Just like how businesses occasionally take big risks, investors occasionally take big risks too. Crypto-currency is an example for many people. CWG was an example for me where I placed a small bet – money I was willing to lose.
I had believed that the intrinsic value of CWG was much higher than the offer of $0.195/share and when I first saw the offer, I felt that it was a low-blow to investors. I did not believe that minority shareholders were fairly compensated.
Initial Investment Thesis
Although I had only placed a small bet, it was a carefully calculated bet. CWG, a property developer focused on the China market, had several things going for it when I invested in CWG. My investment thesis were that:
- Asia/China growth story remains intact. The stock dipped in May-June 2017 in reaction to the news that China was tightening its housing policies to cool an over-heated market. Not too good in the short-term, but this is great for the property market in the long-term.
- CWG had turned around its business. CWG had rapidly growing pre-sales figures. In 2017, it was on track to record 10bil RMB in pre-sales. These would be gradually recognized in the following years. In comparison, it only achieved 4.6bil RMB in 2016.
- Although debt levels were scary, cash-flow had improved significantly. So much so that CWG started paying dividends. Dividend rate of 1c/share translated to >6% (based on my initial investment). I believed that CWG could start paying down its debt.
- P/E was at an attractive 6. A nice number for value investors. This is much lower (cheaper) than many similar property developers.
To be honest, I did not go deeper into CWG, because it was just a small bet.
Then, came the news that the 3 largest shareholders of the company with an aggregate of 81% stake in CWG would acquire the entire company at $0.195/share.
They formed a special purpose vehicle (SPV) for this, and the 3 shareholders gave irrevocable undertaking to tender all their shares to the SPV.
Because the shareholders owned the SPV in the relative percentage of their shareholding in CWG, the commitment to give irrevocable undertaking to tender all their shares in CWG to the SPV made absolutely no difference to the 3 shareholders. It is basically passing the ownership of the company from one hand to the other.
But this action has significant implications to minority shareholders. It made the offer unconditional.
Essentially, minority shareholders had to accept the offer of $0.195/share and whatever reasons the 3 shareholders provided. If minority shareholders did not accept the offer, they would be stuck with illiquid stock.
Essentially, by colluding, the 3 largest shareholders could potentially avoid paying a fair price and Arm’s length price for stakes it did not already own. Even if they offered $0.01/share, the offer would become unconditional.

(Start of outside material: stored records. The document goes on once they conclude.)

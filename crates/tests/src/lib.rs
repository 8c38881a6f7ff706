/*  Copyright 2022-23, Juspay India Pvt Ltd
    This program is free software: you can redistribute it and/or modify it under the terms of the GNU Affero General Public License
    as published by the Free Software Foundation, either version 3 of the License, or (at your option) any later version. This program
    is distributed in the hope that it will be useful, but WITHOUT ANY WARRANTY; without even the implied warranty of MERCHANTABILITY
    or FITNESS FOR A PARTICULAR PURPOSE. See the GNU Affero General Public License for more details. You should have received a copy of
    the GNU Affero General Public License along with this program. If not, see <https://www.gnu.org/licenses/>.
*/

#[cfg(test)]
mod trip_end_detection_service;
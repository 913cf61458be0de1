use std::time::Duration;

use tokio::io::{AsyncBufReadExt, AsyncWriteExt, BufReader, Lines};
use tokio::net::tcp::{OwnedReadHalf, OwnedWriteHalf};
use tokio::net::TcpStream;
use tokio::sync::oneshot;

use tetris_sim::adapter::protocol::{create_next, create_start};
use tetris_sim::adapter::server::{run_server, ServerConfig};

async fn send(writer: &mut OwnedWriteHalf, line: &str) {
    writer.write_all(line.as_bytes()).await.unwrap();
    writer.write_all(b"\n").await.unwrap();
    writer.flush().await.unwrap();
}

async fn recv(lines: &mut Lines<BufReader<OwnedReadHalf>>) -> serde_json::Value {
    let line = tokio::time::timeout(Duration::from_secs(2), lines.next_line())
        .await
        .unwrap()
        .unwrap()
        .expect("expected response line");
    serde_json::from_str(&line).unwrap()
}

#[tokio::test]
async fn adapter_start_next_get_and_sequences() {
    let dir = tempfile::tempdir().unwrap();
    let config = ServerConfig {
        host: "127.0.0.1".to_string(),
        port: 0,
        // Missing file: the built-in example list is served.
        sequences_path: dir.path().join("input.txt"),
        max_sequence_len: 64,
    };

    let (ready_tx, ready_rx) = oneshot::channel();
    let server_handle = tokio::spawn(async move {
        let _ = run_server(config, Some(ready_tx)).await;
    });

    let addr = tokio::time::timeout(Duration::from_secs(2), ready_rx)
        .await
        .expect("server did not signal ready")
        .expect("ready channel dropped");

    let stream = TcpStream::connect(addr).await.expect("connect failed");
    let (read_half, mut write_half) = stream.into_split();
    let mut lines = BufReader::new(read_half).lines();

    // start
    let start = serde_json::to_string(&create_start(1, "Q0,Q2,Q4,Q6,Q8")).unwrap();
    send(&mut write_half, &start).await;
    let started = recv(&mut lines).await;
    assert_eq!(started["type"], "started");
    assert_eq!(started["seq"], 1);
    assert_eq!(started["state"]["current_step"], 0);
    assert_eq!(started["state"]["total_steps"], 5);
    assert_eq!(started["state"]["status"], "playing");
    let game_id = started["game_id"].as_str().unwrap().to_string();

    // next, four squares side by side
    for seq in 2..6 {
        let next = serde_json::to_string(&create_next(seq, &game_id)).unwrap();
        send(&mut write_half, &next).await;
        let state = recv(&mut lines).await;
        assert_eq!(state["type"], "state");
        assert_eq!(state["seq"], seq);
        assert_eq!(state["state"]["current_height"], 2);
    }

    // the fifth square completes rows 0 and 1
    let next = serde_json::to_string(&create_next(6, &game_id)).unwrap();
    send(&mut write_half, &next).await;
    let state = recv(&mut lines).await;
    assert_eq!(state["state"]["status"], "completed");
    assert_eq!(state["state"]["current_height"], 0);
    assert_eq!(state["state"]["grid"].as_array().unwrap().len(), 0);
    let last = &state["state"]["moves_history"][4];
    assert_eq!(last["piece_type"], "Q");
    assert_eq!(last["column"], 8);
    assert_eq!(last["rows_cleared"], serde_json::json!([0, 1]));

    // get is a pure read
    let get = format!(r#"{{"type":"get","seq":7,"game_id":"{game_id}"}}"#);
    send(&mut write_half, &get).await;
    let again = recv(&mut lines).await;
    assert_eq!(again["seq"], 7);
    assert_eq!(again["state"], state["state"]);

    // sequences
    send(&mut write_half, r#"{"type":"sequences","seq":8}"#).await;
    let list = recv(&mut lines).await;
    assert_eq!(list["type"], "sequences");
    let heights: Vec<u64> = list["sequences"]
        .as_array()
        .unwrap()
        .iter()
        .map(|s| s["expected_height"].as_u64().unwrap())
        .collect();
    assert_eq!(heights, vec![2, 4, 1, 0]);

    // errors keep the connection open
    send(&mut write_half, "not json").await;
    let err = recv(&mut lines).await;
    assert_eq!(err["type"], "error");
    assert_eq!(err["code"], "invalid_message");

    send(&mut write_half, r#"{"type":"next","seq":9,"game_id":"game_404"}"#).await;
    let err = recv(&mut lines).await;
    assert_eq!(err["seq"], 9);
    assert_eq!(err["code"], "not_found");

    let long = "Q0,".repeat(40);
    let start = serde_json::to_string(&create_start(10, &long)).unwrap();
    send(&mut write_half, &start).await;
    let err = recv(&mut lines).await;
    assert_eq!(err["seq"], 10);
    assert_eq!(err["code"], "invalid_sequence");

    let start = serde_json::to_string(&create_start(11, "I8")).unwrap();
    send(&mut write_half, &start).await;
    let started = recv(&mut lines).await;
    let bad_id = started["game_id"].as_str().unwrap().to_string();
    assert_ne!(bad_id, game_id);

    let next = serde_json::to_string(&create_next(12, &bad_id)).unwrap();
    send(&mut write_half, &next).await;
    let err = recv(&mut lines).await;
    assert_eq!(err["seq"], 12);
    assert_eq!(err["code"], "move_failed");
    assert_eq!(err["reason"], "out_of_bounds");

    server_handle.abort();
}

#[tokio::test]
async fn adapter_games_shared_across_connections() {
    let dir = tempfile::tempdir().unwrap();
    let config = ServerConfig {
        host: "127.0.0.1".to_string(),
        port: 0,
        sequences_path: dir.path().join("missing.txt"),
        ..ServerConfig::default()
    };

    let (ready_tx, ready_rx) = oneshot::channel();
    let server_handle = tokio::spawn(async move {
        let _ = run_server(config, Some(ready_tx)).await;
    });
    let addr = tokio::time::timeout(Duration::from_secs(2), ready_rx)
        .await
        .unwrap()
        .unwrap();

    let (r1, mut w1) = TcpStream::connect(addr).await.unwrap().into_split();
    let mut lines1 = BufReader::new(r1).lines();
    send(&mut w1, &serde_json::to_string(&create_start(1, "Q0,Q1")).unwrap()).await;
    let started = recv(&mut lines1).await;
    let game_id = started["game_id"].as_str().unwrap().to_string();

    let (r2, mut w2) = TcpStream::connect(addr).await.unwrap().into_split();
    let mut lines2 = BufReader::new(r2).lines();
    for seq in 1..3 {
        send(&mut w2, &serde_json::to_string(&create_next(seq, &game_id)).unwrap()).await;
        recv(&mut lines2).await;
    }

    let get = format!(r#"{{"type":"get","seq":2,"game_id":"{game_id}"}}"#);
    send(&mut w1, &get).await;
    let state = recv(&mut lines1).await;
    assert_eq!(state["state"]["current_height"], 4);
    assert_eq!(state["state"]["status"], "completed");

    server_handle.abort();
}

#[tokio::test]
async fn adapter_oversized_line_is_rejected_and_skipped() {
    let dir = tempfile::tempdir().unwrap();
    let config = ServerConfig {
        host: "127.0.0.1".to_string(),
        port: 0,
        sequences_path: dir.path().join("missing.txt"),
        max_sequence_len: 16,
    };

    let (ready_tx, ready_rx) = oneshot::channel();
    let server_handle = tokio::spawn(async move {
        let _ = run_server(config, Some(ready_tx)).await;
    });
    let addr = tokio::time::timeout(Duration::from_secs(2), ready_rx)
        .await
        .unwrap()
        .unwrap();

    let (read_half, mut write_half) = TcpStream::connect(addr).await.unwrap().into_split();
    let mut lines = BufReader::new(read_half).lines();

    // Several times the line limit (16 + envelope allowance).
    let huge = "Q0,".repeat(3000);
    let start = serde_json::to_string(&create_start(3, &huge)).unwrap();
    send(&mut write_half, &start).await;
    let err = recv(&mut lines).await;
    assert_eq!(err["type"], "error");
    assert_eq!(err["seq"], 3);
    assert_eq!(err["code"], "invalid_message");

    // The rest of the long line was discarded; the connection still works.
    send(&mut write_half, r#"{"type":"sequences","seq":4}"#).await;
    let list = recv(&mut lines).await;
    assert_eq!(list["type"], "sequences");
    assert_eq!(list["seq"], 4);

    server_handle.abort();
}
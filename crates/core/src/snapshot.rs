use crate::types::{Cell, GameStatus, PieceKind};

/// One applied placement, recorded after its row clears
#[derive(Debug, Clone, PartialEq, Eq, Hash)]
pub struct MoveRecord {
    pub kind: PieceKind,
    pub column: u8,
    pub height_after: u32,
    /// Cleared row indices, ascending
    pub rows_cleared: Vec<u32>,
}

/// Fully materialized, read-only view of a game
#[derive(Debug, Clone, PartialEq, Eq, Hash)]
pub struct GameSnapshot {
    pub sequence: String,
    pub current_step: usize,
    pub total_steps: usize,
    /// Occupied cells sorted by column, then row
    pub grid: Vec<Cell>,
    pub moves_history: Vec<MoveRecord>,
    pub current_height: u32,
    pub status: GameStatus,
}

impl GameSnapshot {
    pub fn is_completed(&self) -> bool {
        self.status == GameStatus::Completed
    }

    pub fn last_move(&self) -> Option<&MoveRecord> {
        self.moves_history.last()
    }
}
//! Sequence module - parses textual move lists
//!
//! A sequence is a comma-separated list of tokens such as `"Q0,I4,T2"`: one
//! piece letter followed by the target column. Parsing is lenient; tokens that
//! do not describe a valid placement are dropped and the rest still parse.

use tracing::trace;

use crate::types::{PieceKind, BOARD_WIDTH};

/// A single requested placement: piece kind and anchor column
#[derive(Debug, Clone, Copy, PartialEq, Eq, Hash)]
pub struct Placement {
    pub kind: PieceKind,
    pub column: u8,
}

impl Placement {
    pub fn new(kind: PieceKind, column: u8) -> Self {
        Self { kind, column }
    }
}

/// Parse a whole sequence into placements, skipping invalid tokens
///
/// # Examples
///
/// ```
/// use tetris_sim_core::sequence::{parse_sequence, Placement};
/// use tetris_sim_core::types::PieceKind;
///
/// let moves = parse_sequence("Q0, x9 ,i4");
/// assert_eq!(
///     moves,
///     vec![Placement::new(PieceKind::Q, 0), Placement::new(PieceKind::I, 4)]
/// );
/// assert!(parse_sequence("   ").is_empty());
/// ```
pub fn parse_sequence(input: &str) -> Vec<Placement> {
    if input.trim().is_empty() {
        return Vec::new();
    }

    input
        .split(',')
        .filter_map(|token| {
            let parsed = parse_token(token);
            if parsed.is_none() {
                trace!(token, "skipping invalid sequence token");
            }
            parsed
        })
        .collect()
}

/// Parse one token such as `"T2"` (surrounding whitespace allowed)
///
/// Returns `None` when the token is shorter than two characters, the letter
/// is not in the catalog, or the column is not an integer in `[0, BOARD_WIDTH)`.
pub fn parse_token(token: &str) -> Option<Placement> {
    let token = token.trim();
    let mut chars = token.chars();
    let letter = chars.next()?;
    let rest = chars.as_str();
    if rest.is_empty() {
        return None;
    }

    let kind = PieceKind::from_char(letter)?;
    let column: i64 = rest.trim().parse().ok()?;
    if !(0..BOARD_WIDTH as i64).contains(&column) {
        return None;
    }

    Some(Placement::new(kind, column as u8))
}
//! Shapes module - piece footprints relative to a bottom-left anchor
//!
//! Pieces never rotate: each kind has exactly one orientation, so the
//! catalog is a flat table of four offsets per kind.

use crate::types::{Cell, PieceKind};

/// Offset of a single cell relative to the piece anchor, as (dx, dy)
pub type CellOffset = (i8, i8);

/// Shape of a piece - 4 cell offsets from the anchor
pub type PieceShape = [CellOffset; 4];

const Q_SHAPE: PieceShape = [(0, 0), (1, 0), (0, 1), (1, 1)];
const I_SHAPE: PieceShape = [(0, 0), (1, 0), (2, 0), (3, 0)];
const T_SHAPE: PieceShape = [(0, 1), (1, 1), (2, 1), (1, 0)];
const Z_SHAPE: PieceShape = [(0, 1), (1, 1), (1, 0), (2, 0)];
const S_SHAPE: PieceShape = [(1, 1), (2, 1), (0, 0), (1, 0)];
const L_SHAPE: PieceShape = [(0, 0), (0, 1), (0, 2), (1, 0)];
const J_SHAPE: PieceShape = [(1, 0), (1, 1), (1, 2), (0, 0)];

/// Get the shape (cell offsets) for a piece kind
pub fn get_shape(kind: PieceKind) -> &'static PieceShape {
    match kind {
        PieceKind::Q => &Q_SHAPE,
        PieceKind::I => &I_SHAPE,
        PieceKind::T => &T_SHAPE,
        PieceKind::Z => &Z_SHAPE,
        PieceKind::S => &S_SHAPE,
        PieceKind::L => &L_SHAPE,
        PieceKind::J => &J_SHAPE,
    }
}

/// Horizontal extent of a shape as (min_dx, max_dx)
pub fn shape_span(kind: PieceKind) -> (i8, i8) {
    let mut min_dx = i8::MAX;
    let mut max_dx = i8::MIN;
    for &(dx, _) in get_shape(kind) {
        min_dx = min_dx.min(dx);
        max_dx = max_dx.max(dx);
    }
    (min_dx, max_dx)
}

/// Absolute cells occupied by a piece anchored at (column, row)
#[inline]
pub fn piece_cells(kind: PieceKind, column: i32, row: i32) -> [Cell; 4] {
    get_shape(kind).map(|(dx, dy)| Cell::new(column + dx as i32, row + dy as i32))
}
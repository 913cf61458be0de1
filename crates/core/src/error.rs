use thiserror::Error;

use crate::types::PieceKind;

/// Failure to place a piece on the board
///
/// Returned by [`Board::apply`](crate::board::Board::apply) and propagated by
/// [`Game::advance`](crate::game::Game::advance). A failed placement never
/// mutates the board or the game.
#[derive(Debug, Clone, Copy, PartialEq, Eq, Error)]
pub enum PlaceError {
    #[error("piece {kind} at column {column} would extend beyond grid boundaries")]
    OutOfBounds { kind: PieceKind, column: i32 },
    #[error("cannot place piece {kind} at column {column}")]
    NoLegalPlacement { kind: PieceKind, column: i32 },
}

impl PlaceError {
    pub fn code(self) -> &'static str {
        match self {
            PlaceError::OutOfBounds { .. } => "out_of_bounds",
            PlaceError::NoLegalPlacement { .. } => "no_legal_placement",
        }
    }

    pub fn kind(self) -> PieceKind {
        match self {
            PlaceError::OutOfBounds { kind, .. } | PlaceError::NoLegalPlacement { kind, .. } => {
                kind
            }
        }
    }
}

#[cfg(test)]
mod tests {
    use super::*;

    #[test]
    fn codes_and_messages() {
        let err = PlaceError::OutOfBounds {
            kind: PieceKind::I,
            column: 8,
        };
        assert_eq!(err.code(), "out_of_bounds");
        assert_eq!(err.kind(), PieceKind::I);
        assert_eq!(
            err.to_string(),
            "piece I at column 8 would extend beyond grid boundaries"
        );

        let err = PlaceError::NoLegalPlacement {
            kind: PieceKind::Q,
            column: 0,
        };
        assert_eq!(err.code(), "no_legal_placement");
        assert_eq!(err.to_string(), "cannot place piece Q at column 0");
    }
}
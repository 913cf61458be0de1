//! Board module - manages the occupancy grid
//!
//! The board is 10 columns wide and unbounded upward. Each row is stored as a
//! 10-bit mask in a vector indexed by row, which keeps full-row detection and
//! compaction to plain integer operations.
//! Coordinates: (x, y) where x ranges 0..9 (left to right) and y starts at 0
//! on the floor and grows upward.
//!
//! Invariant: `rows.len()` is the board height, i.e. the topmost stored row is
//! never empty.

use tracing::debug;

use crate::error::PlaceError;
use crate::shapes::{get_shape, piece_cells, shape_span};
use crate::types::{Cell, PieceKind, BOARD_WIDTH};

/// Row mask with every column occupied
const FULL_ROW: u16 = (1 << BOARD_WIDTH) - 1;

/// The occupancy grid - one bitmask per row, bottom row first
#[derive(Debug, Clone, Default, PartialEq, Eq, Hash)]
pub struct Board {
    rows: Vec<u16>,
}

impl Board {
    /// Create a new empty board
    pub fn new() -> Self {
        Self { rows: Vec::new() }
    }

    /// Build a board from a set of occupied cells
    ///
    /// Cells outside the columns or below the floor are ignored; duplicates
    /// collapse into one. No rows are cleared.
    pub fn from_cells(cells: impl IntoIterator<Item = Cell>) -> Self {
        let mut board = Self::new();
        for cell in cells {
            board.set(cell.x, cell.y, true);
        }
        board
    }

    #[inline(always)]
    fn in_bounds(x: i32, y: i32) -> bool {
        x >= 0 && x < BOARD_WIDTH as i32 && y >= 0
    }

    /// Current stack height: highest occupied row + 1, or 0 when empty
    pub fn height(&self) -> u32 {
        self.rows.len() as u32
    }

    pub fn is_empty(&self) -> bool {
        self.rows.is_empty()
    }

    /// Check if position is occupied (within bounds and filled)
    pub fn is_occupied(&self, x: i32, y: i32) -> bool {
        if !Self::in_bounds(x, y) {
            return false;
        }
        self.rows
            .get(y as usize)
            .map(|row| row & (1 << x) != 0)
            .unwrap_or(false)
    }

    /// Check if position is valid for a piece cell (within bounds and empty)
    pub fn is_valid(&self, x: i32, y: i32) -> bool {
        Self::in_bounds(x, y) && !self.is_occupied(x, y)
    }

    /// Set or clear a cell
    /// Returns false if out of bounds
    pub fn set(&mut self, x: i32, y: i32, occupied: bool) -> bool {
        if !Self::in_bounds(x, y) {
            return false;
        }
        let y = y as usize;
        if occupied {
            if y >= self.rows.len() {
                self.rows.resize(y + 1, 0);
            }
            self.rows[y] |= 1 << x;
        } else if let Some(row) = self.rows.get_mut(y) {
            *row &= !(1 << x);
            self.trim();
        }
        true
    }

    /// Number of occupied cells in a row
    pub fn row_count(&self, y: i32) -> u32 {
        if y < 0 {
            return 0;
        }
        self.rows
            .get(y as usize)
            .map(|row| row.count_ones())
            .unwrap_or(0)
    }

    /// Check if a row is completely filled
    pub fn is_row_full(&self, y: i32) -> bool {
        self.row_count(y) == BOARD_WIDTH as u32
    }

    /// Total number of occupied cells
    pub fn cell_count(&self) -> u32 {
        self.rows.iter().map(|row| row.count_ones()).sum()
    }

    /// Height of a single column: its topmost occupied row + 1, or 0
    pub fn column_height(&self, x: i32) -> u32 {
        if x < 0 || x >= BOARD_WIDTH as i32 {
            return 0;
        }
        self.rows
            .iter()
            .rposition(|row| row & (1 << x) != 0)
            .map(|y| y as u32 + 1)
            .unwrap_or(0)
    }

    /// All occupied cells, sorted by column then row
    pub fn cells(&self) -> Vec<Cell> {
        let mut out = Vec::with_capacity(self.cell_count() as usize);
        for x in 0..BOARD_WIDTH as i32 {
            for (y, row) in self.rows.iter().enumerate() {
                if row & (1 << x) != 0 {
                    out.push(Cell::new(x, y as i32));
                }
            }
        }
        out
    }

    /// Check if a piece anchored at (column, row) lies in bounds on free cells
    pub fn fits(&self, kind: PieceKind, column: i32, row: i32) -> bool {
        piece_cells(kind, column, row)
            .iter()
            .all(|c| self.is_valid(c.x, c.y))
    }

    /// Reject a column whose footprint leaves the grid horizontally
    ///
    /// Depends only on the piece and column, never on the grid contents.
    pub fn check_bounds(kind: PieceKind, column: i32) -> Result<(), PlaceError> {
        let (min_dx, max_dx) = shape_span(kind);
        if column + min_dx as i32 >= 0 && column + (max_dx as i32) < BOARD_WIDTH as i32 {
            Ok(())
        } else {
            Err(PlaceError::OutOfBounds { kind, column })
        }
    }

    /// Row at which a piece dropped at `column` comes to rest
    ///
    /// The piece enters at the current height, where every row is free, and
    /// falls while the position one row lower is still legal.
    pub fn resolve_drop(&self, kind: PieceKind, column: i32) -> Result<i32, PlaceError> {
        Self::check_bounds(kind, column)?;

        let mut row = self.height() as i32;
        if !self.fits(kind, column, row) {
            return Err(PlaceError::NoLegalPlacement { kind, column });
        }
        while row > 0 && self.fits(kind, column, row - 1) {
            row -= 1;
        }
        Ok(row)
    }

    /// Lock a piece onto the board at given anchor position
    /// Returns true if successful, false if any cell is out of bounds or occupied
    pub fn lock_piece(&mut self, kind: PieceKind, column: i32, row: i32) -> bool {
        // First check if all positions are valid
        if !self.fits(kind, column, row) {
            return false;
        }

        // Then lock all cells
        for &(dx, dy) in get_shape(kind) {
            self.set(column + dx as i32, row + dy as i32, true);
        }

        true
    }

    /// Clear all full rows and return the row indices that were cleared (ascending)
    ///
    /// All full rows are removed at once; each surviving row moves down by the
    /// number of cleared rows beneath it.
    pub fn clear_full_rows(&mut self) -> Vec<u32> {
        let mut cleared_rows = Vec::new();
        let mut write_y = 0usize;

        // Scan from bottom to top
        for read_y in 0..self.rows.len() {
            let row = self.rows[read_y];
            if row == FULL_ROW {
                // This row is full, record it and skip
                cleared_rows.push(read_y as u32);
            } else {
                // This row survives, move it down to the write position
                self.rows[write_y] = row;
                write_y += 1;
            }
        }

        self.rows.truncate(write_y);
        self.trim();
        cleared_rows
    }

    /// Drop a piece at `column`, lock it and clear completed rows
    ///
    /// Returns the cleared row indices (ascending, possibly empty). The board
    /// is left untouched when the placement fails.
    pub fn apply(&mut self, kind: PieceKind, column: i32) -> Result<Vec<u32>, PlaceError> {
        let row = self.resolve_drop(kind, column)?;
        if !self.lock_piece(kind, column, row) {
            return Err(PlaceError::NoLegalPlacement { kind, column });
        }

        let cleared = self.clear_full_rows();
        debug!(
            piece = %kind,
            column,
            row,
            height = self.height(),
            cleared = ?cleared,
            "piece locked"
        );
        Ok(cleared)
    }

    /// Drop empty rows from the top so the length stays equal to the height
    fn trim(&mut self) {
        while self.rows.last() == Some(&0) {
            self.rows.pop();
        }
    }
}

Where were the safeguards?
Monetary Authority of Singapore
MAS set strict guidelines on Merger and Acquisitions (Rule 10 of the SIC code). Apparently, the rule against special deals will not be breached where two or more persons come together to form a consortium. So it seems that they were playing by the rules.
Board of Directors
The Board of Directors is appointed to act on behalf and in the interest of shareholders. To be fair, they did their job: –
“The Board will, in connection with the Offer, appoint an independent financial adviser (the “IFA”) to advise the directors of the Company (the “Directors”) who are considered independent for the purposes of the Offer (the “Independent Directors”). A circular containing, inter alia, the advice of the IFA and the recommendations of the Independent Directors on the Offer (the “Offeree Circular”) will be sent to the Shareholders within 14 days from the date of despatch of the Offer Document.”
And on 1 Feb 18, they released their assessment that said that the offer was “Not Fair but Reasonable”. Reasonable because (IMO the most important reasons were that) there were no competing offer and the offer would becoming unconditional.
A politically correct answer. This validated my original hunch that the offer was a low-blow to minority investors.
As the saying goes, nobody cares more about your money than you do.
Perhaps investors should incorporate a risk factor for such structures. This means that for value investors, analysing the shareholding of the target company would be an important part of the assessment process. If a large percentage of the company is owned by a few shareholders, a larger margin of safety would be required. While I did not lose any money and was fortunate to make money, I would definitely be more careful in the future.
The shareholding of the company is a very important consideration. A small number of shareholders holding a large percentage of the company poses a risk to minority shareholders. It is the fiduciary duty of the Board of Directors to protect minority shareholders, but that is not always the case, as in the CWG example.